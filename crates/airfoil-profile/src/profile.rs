//! Sampled 2D section: thickness, camber, and surface offsets per station.

use airfoil_math::{dvec2, DVec2};
use tracing::debug;

use crate::formula::{camber_at, camber_slope_at, thickness_at};
use crate::AirfoilRequest;

/// A NACA section sampled at `n` chord stations.
///
/// Every array has one entry per station. The first and last stations always
/// have zero thickness and zero camber, so the upper and lower surfaces meet
/// at the leading and trailing edges.
#[derive(Debug, Clone, PartialEq)]
pub struct Profile {
    /// Chord positions `x_i`, increasing from 0 to 1.
    pub stations: Vec<f64>,
    /// Half-thickness at each station.
    pub thickness: Vec<f64>,
    /// Mean line height at each station.
    pub camber: Vec<f64>,
    /// Displacement of the upper surface from the mean line; the lower surface
    /// uses the negation.
    pub offsets: Vec<DVec2>,
}

impl Profile {
    pub fn generate(request: &AirfoilRequest) -> Self {
        let n = request.resolution.get();
        let code = request.code;
        let spacing = request.options.spacing;
        let t = code.thickness();
        let (m, p) = (code.max_camber(), code.camber_position());

        let stations: Vec<f64> = (0..n).map(|i| spacing.station(i, n)).collect();
        let interior = |i: usize| i > 0 && i < n - 1;

        let thickness: Vec<f64> = stations
            .iter()
            .enumerate()
            .map(|(i, &x)| if interior(i) { thickness_at(t, x) } else { 0.0 })
            .collect();

        let (camber, offsets): (Vec<f64>, Vec<DVec2>) = if code.is_symmetric() {
            let offsets = thickness.iter().map(|&ti| dvec2(0.0, ti)).collect();
            (vec![0.0; n], offsets)
        } else {
            let camber = stations
                .iter()
                .enumerate()
                .map(|(i, &x)| if interior(i) { camber_at(m, p, x) } else { 0.0 })
                .collect();
            let offsets = stations
                .iter()
                .zip(&thickness)
                .map(|(&x, &ti)| {
                    let (sin, cos) = camber_slope_at(m, p, x).atan().sin_cos();
                    dvec2(-ti * sin, ti * cos)
                })
                .collect();
            (camber, offsets)
        };

        debug!(
            code = %code,
            stations = n,
            symmetric = code.is_symmetric(),
            "generated airfoil profile"
        );

        Self {
            stations,
            thickness,
            camber,
            offsets,
        }
    }

    pub fn len(&self) -> usize {
        self.stations.len()
    }

    pub fn is_empty(&self) -> bool {
        self.stations.is_empty()
    }

    /// Upper surface point at station `i`.
    pub fn upper(&self, i: usize) -> DVec2 {
        dvec2(self.stations[i], self.camber[i]) + self.offsets[i]
    }

    /// Lower surface point at station `i`.
    pub fn lower(&self, i: usize) -> DVec2 {
        dvec2(self.stations[i], self.camber[i]) - self.offsets[i]
    }
}
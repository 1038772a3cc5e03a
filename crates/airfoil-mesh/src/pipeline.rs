//! End-to-end build: request -> profile -> lofted, oriented triangle mesh.

use airfoil_core::{AirfoilError, Result, Tolerance, Validate};
use airfoil_math::Aabb3;
use airfoil_profile::{AirfoilRequest, NacaCode, Profile, Resolution};
use serde::Serialize;
use tracing::{debug, info_span};

use crate::faces::face_indices;
use crate::loft::vertex_locations;
use crate::normals::vertex_normals;
use crate::orient::apply_z_forward;
use crate::{RingLayout, TriangleMesh};

/// Build the prism mesh described by `request`.
pub fn build_mesh(request: &AirfoilRequest) -> Result<TriangleMesh> {
    let _span = info_span!("build_mesh", code = %request.code, resolution = %request.resolution)
        .entered();
    request.validate()?;

    let profile = Profile::generate(request);
    let layout = RingLayout::new(profile.len());
    let positions = vertex_locations(&profile);
    let normals = vertex_normals(&positions, layout, Tolerance::default());
    let indices = face_indices(layout);

    let mut mesh = TriangleMesh {
        positions,
        normals,
        indices,
    };
    if request.options.z_forward {
        apply_z_forward(&mut mesh);
    }

    if !mesh.is_finite() {
        return Err(AirfoilError::Geometry(format!(
            "NACA {} produced non-finite vertex data",
            request.code
        )));
    }

    debug!(
        vertices = mesh.vertex_count(),
        triangles = mesh.triangle_count(),
        z_forward = request.options.z_forward,
        "built airfoil mesh"
    );
    Ok(mesh)
}

/// Short description of a built mesh, printed by the CLI on request.
#[derive(Debug, Clone, Serialize)]
pub struct MeshSummary {
    pub code: NacaCode,
    pub resolution: Resolution,
    pub vertices: usize,
    pub triangles: usize,
    pub bounds: Aabb3,
}

impl MeshSummary {
    pub fn new(request: &AirfoilRequest, mesh: &TriangleMesh) -> Self {
        Self {
            code: request.code,
            resolution: request.resolution,
            vertices: mesh.vertex_count(),
            triangles: mesh.triangle_count(),
            bounds: mesh.bounding_box(),
        }
    }
}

Goal of the exercise
All of the records above should be repeated exactly.

Answer space
filename crates/airfoil-profile/src/profile.rs
//! Sampled 2D section: thickness, camber, and surface offsets per station.

use airfoil_math::{dvec2, DVec2};
use tracing::debug;

use crate::formula::{camber_at, camber_slope_at, thickness_at};
use crate::AirfoilRequest;

/// A NACA section sampled at `n` chord stations.
///
/// Every array has one entry per station. The first and last stations always
/// have zero thickness and zero camber, so the upper and lower surfaces meet
/// at the leading and trailing edges.
#[derive(Debug, Clone, PartialEq)]
pub struct Profile {
    /// Chord positions `x_i`, increasing from 0 to 1.
    pub stations: Vec<f64>,
    /// Half-thickness at each station.
    pub thickness: Vec<f64>,
    /// Mean line height at each station.
    pub camber: Vec<f64>,
    /// Displacement of the upper surface from the mean line; the lower surface
    /// uses the negation.
    pub offsets: Vec<DVec2>,
}

impl Profile {
    pub fn generate(request: &AirfoilRequest) -> Self {
        let n = request.resolution.get();
        let code = request.code;
        let spacing = request.options.spacing;
        let t = code.thickness();
        let (m, p) = (code.max_camber(), code.camber_position());

        let stations: Vec<f64> = (0..n).map(|i| spacing.station(i, n)).collect();
        let interior = |i: usize| i > 0 && i < n - 1;

        let thickness: Vec<f64> = stations
            .iter()
            .enumerate()
            .map(|(i, &x)| if interior(i) { thickness_at(t, x) } else { 0.0 })
            .collect();

        let (camber, offsets): (Vec<f64>, Vec<DVec2>) = if code.is_symmetric() {
            let offsets = thickness.iter().map(|&ti| dvec2(0.0, ti)).collect();
            (vec![0.0; n], offsets)
        } else {
            let camber = stations
                .iter()
                .enumerate()
                .map(|(i, &x)| if interior(i) { camber_at(m, p, x) } else { 0.0 })
                .collect();
            let offsets = stations
                .iter()
                .zip(&thickness)
                .map(|(&x, &ti)| {
                    let (sin, cos) = camber_slope_at(m, p, x).atan().sin_cos();
                    dvec2(-ti * sin, ti * cos)
                })
                .collect();
            (camber, offsets)
        };

        debug!(
            code = %code,
            stations = n,
            symmetric = code.is_symmetric(),
            "generated airfoil profile"
        );

        Self {
            stations,
            thickness,
            camber,
            offsets,
        }
    }

    pub fn len(&self) -> usize {
        self.stations.len()
    }

    pub fn is_empty(&self) -> bool {
        self.stations.is_empty()
    }

    /// Upper surface point at station `i`.
    pub fn upper(&self, i: usize) -> DVec2 {
        dvec2(self.stations[i], self.camber[i]) + self.offsets[i]
    }

    /// Lower surface point at station `i`.
    pub fn lower(&self, i: usize) -> DVec2 {
        dvec2(self.stations[i], self.camber[i]) - self.offsets[i]
    }
}
repository 1038772a3cc5e03a
filename crates/airfoil-mesh/src/pipeline.rs
//! End-to-end build: request -> profile -> lofted, oriented triangle mesh.

use airfoil_core::{AirfoilError, Result, Tolerance, Validate};
use airfoil_math::Aabb3;
use airfoil_profile::{AirfoilRequest, NacaCode, Profile, Resolution};
use serde::Serialize;
use tracing::{debug, info_span};

use crate::faces::face_indices;
use crate::loft::vertex_locations;
use crate::normals::vertex_normals;
use crate::orient::apply_z_forward;
use crate::{RingLayout, TriangleMesh};

/// Build the prism mesh described by `request`.
pub fn build_mesh(request: &AirfoilRequest) -> Result<TriangleMesh> {
    let _span = info_span!("build_mesh", code = %request.code, resolution = %request.resolution)
        .entered();
    request.validate()?;

    let profile = Profile::generate(request);
    let layout = RingLayout::new(profile.len());
    let positions = vertex_locations(&profile);
    let normals = vertex_normals(&positions, layout, Tolerance::default());
    let indices = face_indices(layout);

    let mut mesh = TriangleMesh {
        positions,
        normals,
        indices,
    };
    if request.options.z_forward {
        apply_z_forward(&mut mesh);
    }

    if !mesh.is_finite() {
        return Err(AirfoilError::Geometry(format!(
            "NACA {} produced non-finite vertex data",
            request.code
        )));
    }

    debug!(
        vertices = mesh.vertex_count(),
        triangles = mesh.triangle_count(),
        z_forward = request.options.z_forward,
        "built airfoil mesh"
    );
    Ok(mesh)
}

/// Short description of a built mesh, printed by the CLI on request.
#[derive(Debug, Clone, Serialize)]
pub struct MeshSummary {
    pub code: NacaCode,
    pub resolution: Resolution,
    pub vertices: usize,
    pub triangles: usize,
    pub bounds: Aabb3,
}

impl MeshSummary {
    pub fn new(request: &AirfoilRequest, mesh: &TriangleMesh) -> Self {
        Self {
            code: request.code,
            resolution: request.resolution,
            vertices: mesh.vertex_count(),
            triangles: mesh.triangle_count(),
            bounds: mesh.bounding_box(),
        }
    }
}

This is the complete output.